* **Extracted records**:

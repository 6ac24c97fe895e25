//! Output rendering for `run` and `linters`.
//!
//! Supports `human` (default) and `json` outputs. Rendering is pure and
//! returns strings; the `print_*` helpers write them to stdout. Logging
//! goes to stderr and never mixes with this output.

use crate::linters::LinterRegistry;
use crate::models::{LinterRun, Message, Report};
use owo_colors::OwoColorize;
use serde_json::json;
use serde_json::Value as JsonVal;
use std::fmt::Write as _;

fn use_colors(output: &str) -> bool {
    output != "json" && std::env::var_os("NO_COLOR").is_none()
}

fn paint(text: &str, color: bool, style: fn(&str) -> String) -> String {
    if color {
        style(text)
    } else {
        text.to_string()
    }
}

/// Print a run report in the requested format.
pub fn print_report(report: &Report, output: &str) -> Result<(), serde_json::Error> {
    let text = match output {
        "json" => serde_json::to_string_pretty(&compose_report_json(report)?)?,
        _ => render_human(report, use_colors(output)),
    };
    println!("{text}");
    Ok(())
}

/// Print the registered linters with their defaults.
pub fn print_linters(registry: &LinterRegistry, output: &str) -> Result<(), serde_json::Error> {
    let text = match output {
        "json" => serde_json::to_string_pretty(&compose_linters_json(registry))?,
        _ => render_linters(registry, use_colors(output)),
    };
    println!("{text}");
    Ok(())
}

/// Prefix for fatal errors printed by the binary.
pub fn error_prefix() -> String {
    paint("✖ error:", std::env::var_os("NO_COLOR").is_none(), |s| {
        s.red().bold().to_string()
    })
}

pub fn note_prefix() -> String {
    paint("◆ note:", std::env::var_os("NO_COLOR").is_none(), |s| {
        s.blue().bold().to_string()
    })
}

/// One line per message, then a status line per linter and a summary.
pub fn render_human(report: &Report, color: bool) -> String {
    let mut out = String::new();
    for msg in &report.messages {
        let _ = writeln!(out, "{}", render_message(msg, color));
    }
    if !report.messages.is_empty() && !report.linters.is_empty() {
        out.push('\n');
    }
    let width = report.linters.iter().map(|r| r.name.len()).max().unwrap_or(0);
    for run in &report.linters {
        let _ = writeln!(out, "{}", render_status(run, width, color));
    }
    let failed = report.failures().count();
    let summary = format!(
        "— Summary — messages={} linters={} failed={}",
        report.messages.len(),
        report.linters.len(),
        failed
    );
    let verdict = if report.ok {
        paint("✔ ok", color, |s| s.green().bold().to_string())
    } else if failed > 0 {
        paint("✖ linter failure", color, |s| s.red().bold().to_string())
    } else {
        paint("▲ findings", color, |s| s.yellow().bold().to_string())
    };
    let _ = write!(
        out,
        "{} {}",
        paint(&summary, color, |s| s.bold().to_string()),
        verdict
    );
    out
}

fn render_message(msg: &Message, color: bool) -> String {
    let mut location = msg.filename.clone();
    if let Some(line) = msg.line {
        let _ = write!(location, ":{line}");
        if let Some(col) = msg.column {
            let _ = write!(location, ":{col}");
        }
    }
    format!(
        "{} {} {}",
        paint("✖", color, |s| s.red().to_string()),
        paint(&location, color, |s| s.bold().to_string()),
        msg.text
    )
}

fn render_status(run: &LinterRun, width: usize, color: bool) -> String {
    let name = format!("{:width$}", run.name);
    if let Some(failure) = &run.failure {
        return format!(
            "{} {} {}",
            name,
            paint("failed  ", color, |s| s.red().bold().to_string()),
            failure
        );
    }
    if run.skipped() {
        return format!(
            "{} {}",
            name,
            paint("skipped  no files", color, |s| s.bright_black().to_string())
        );
    }
    let label = if run.kept > 0 {
        paint("findings", color, |s| s.yellow().bold().to_string())
    } else {
        paint("clean   ", color, |s| s.green().to_string())
    };
    format!(
        "{} {} files={} raw={} kept={}",
        name,
        label,
        run.files,
        run.raw_count,
        run.kept
    )
}

fn render_linters(registry: &LinterRegistry, color: bool) -> String {
    let width = registry.names().map(str::len).max().unwrap_or(0);
    let mut out = String::new();
    for linter in registry.iter() {
        let name = format!("{:width$}", linter.name());
        let mode = match linter.mode() {
            crate::linters::Mode::Static => "static    ",
            crate::linters::Mode::DiffAware => "diff-aware",
        };
        let _ = writeln!(
            out,
            "{} {} {:8} {}",
            paint(&name, color, |s| s.bold().to_string()),
            mode,
            linter.language().unwrap_or("-"),
            linter.default_config()
        );
    }
    out.truncate(out.trim_end().len());
    out
}

/// Compose report JSON object (pure) for testing/snapshot purposes.
pub fn compose_report_json(report: &Report) -> Result<JsonVal, serde_json::Error> {
    let mut value = serde_json::to_value(report)?;
    if let Some(obj) = value.as_object_mut() {
        obj.insert("verdict".to_string(), serde_json::to_value(report.verdict())?);
    }
    Ok(value)
}

/// Compose the `linters` listing (pure) for testing/snapshot purposes.
pub fn compose_linters_json(registry: &LinterRegistry) -> JsonVal {
    let items: Vec<_> = registry
        .iter()
        .map(|l| {
            json!({
                "name": l.name(),
                "mode": l.mode(),
                "language": l.language(),
                "defaults": l.default_config(),
            })
        })
        .collect();
    JsonVal::Array(items)
}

* **Exercise aim**: Please copy out every entry exactly, with nothing omitted.

* **Response box**:
repository 6ac24c97fe895e25
//! Output rendering for `run` and `linters`.
//!
//! Supports `human` (default) and `json` outputs. Rendering is pure and
//! returns strings; the `print_*` helpers write them to stdout. Logging
//! goes to stderr and never mixes with this output.

use crate::linters::LinterRegistry;
use crate::models::{LinterRun, Message, Report};
use owo_colors::OwoColorize;
use serde_json::json;
use serde_json::Value as JsonVal;
use std::fmt::Write as _;

fn use_colors(output: &str) -> bool {
    output != "json" && std::env::var_os("NO_COLOR").is_none()
}

fn paint(text: &str, color: bool, style: fn(&str) -> String) -> String {
    if color {
        style(text)
    } else {
        text.to_string()
    }
}

/// Print a run report in the requested format.
pub fn print_report(report: &Report, output: &str) -> Result<(), serde_json::Error> {
    let text = match output {
        "json" => serde_json::to_string_pretty(&compose_report_json(report)?)?,
        _ => render_human(report, use_colors(output)),
    };
    println!("{text}");
    Ok(())
}

/// Print the registered linters with their defaults.
pub fn print_linters(registry: &LinterRegistry, output: &str) -> Result<(), serde_json::Error> {
    let text = match output {
        "json" => serde_json::to_string_pretty(&compose_linters_json(registry))?,
        _ => render_linters(registry, use_colors(output)),
    };
    println!("{text}");
    Ok(())
}

/// Prefix for fatal errors printed by the binary.
pub fn error_prefix() -> String {
    paint("✖ error:", std::env::var_os("NO_COLOR").is_none(), |s| {
        s.red().bold().to_string()
    })
}

pub fn note_prefix() -> String {
    paint("◆ note:", std::env::var_os("NO_COLOR").is_none(), |s| {
        s.blue().bold().to_string()
    })
}

/// One line per message, then a status line per linter and a summary.
pub fn render_human(report: &Report, color: bool) -> String {
    let mut out = String::new();
    for msg in &report.messages {
        let _ = writeln!(out, "{}", render_message(msg, color));
    }
    if !report.messages.is_empty() && !report.linters.is_empty() {
        out.push('\n');
    }
    let width = report.linters.iter().map(|r| r.name.len()).max().unwrap_or(0);
    for run in &report.linters {
        let _ = writeln!(out, "{}", render_status(run, width, color));
    }
    let failed = report.failures().count();
    let summary = format!(
        "— Summary — messages={} linters={} failed={}",
        report.messages.len(),
        report.linters.len(),
        failed
    );
    let verdict = if report.ok {
        paint("✔ ok", color, |s| s.green().bold().to_string())
    } else if failed > 0 {
        paint("✖ linter failure", color, |s| s.red().bold().to_string())
    } else {
        paint("▲ findings", color, |s| s.yellow().bold().to_string())
    };
    let _ = write!(
        out,
        "{} {}",
        paint(&summary, color, |s| s.bold().to_string()),
        verdict
    );
    out
}

fn render_message(msg: &Message, color: bool) -> String {
    let mut location = msg.filename.clone();
    if let Some(line) = msg.line {
        let _ = write!(location, ":{line}");
        if let Some(col) = msg.column {
            let _ = write!(location, ":{col}");
        }
    }
    format!(
        "{} {} {}",
        paint("✖", color, |s| s.red().to_string()),
        paint(&location, color, |s| s.bold().to_string()),
        msg.text
    )
}

fn render_status(run: &LinterRun, width: usize, color: bool) -> String {
    let name = format!("{:width$}", run.name);
    if let Some(failure) = &run.failure {
        return format!(
            "{} {} {}",
            name,
            paint("failed  ", color, |s| s.red().bold().to_string()),
            failure
        );
    }
    if run.skipped() {
        return format!(
            "{} {}",
            name,
            paint("skipped  no files", color, |s| s.bright_black().to_string())
        );
    }
    let label = if run.kept > 0 {
        paint("findings", color, |s| s.yellow().bold().to_string())
    } else {
        paint("clean   ", color, |s| s.green().to_string())
    };
    format!(
        "{} {} files={} raw={} kept={}",
        name,
        label,
        run.files,
        run.raw_count,
        run.kept
    )
}

fn render_linters(registry: &LinterRegistry, color: bool) -> String {
    let width = registry.names().map(str::len).max().unwrap_or(0);
    let mut out = String::new();
    for linter in registry.iter() {
        let name = format!("{:width$}", linter.name());
        let mode = match linter.mode() {
            crate::linters::Mode::Static => "static    ",
            crate::linters::Mode::DiffAware => "diff-aware",
        };
        let _ = writeln!(
            out,
            "{} {} {:8} {}",
            paint(&name, color, |s| s.bold().to_string()),
            mode,
            linter.language().unwrap_or("-"),
            linter.default_config()
        );
    }
    out.truncate(out.trim_end().len());
    out
}

/// Compose report JSON object (pure) for testing/snapshot purposes.
pub fn compose_report_json(report: &Report) -> Result<JsonVal, serde_json::Error> {
    let mut value = serde_json::to_value(report)?;
    if let Some(obj) = value.as_object_mut() {
        obj.insert("verdict".to_string(), serde_json::to_value(report.verdict())?);
    }
    Ok(value)
}

/// Compose the `linters` listing (pure) for testing/snapshot purposes.
pub fn compose_linters_json(registry: &LinterRegistry) -> JsonVal {
    let items: Vec<_> = registry
        .iter()
        .map(|l| {
            json!({
                "name": l.name(),
                "mode": l.mode(),
                "language": l.language(),
                "defaults": l.default_config(),
            })
        })
        .collect();
    JsonVal::Array(items)
}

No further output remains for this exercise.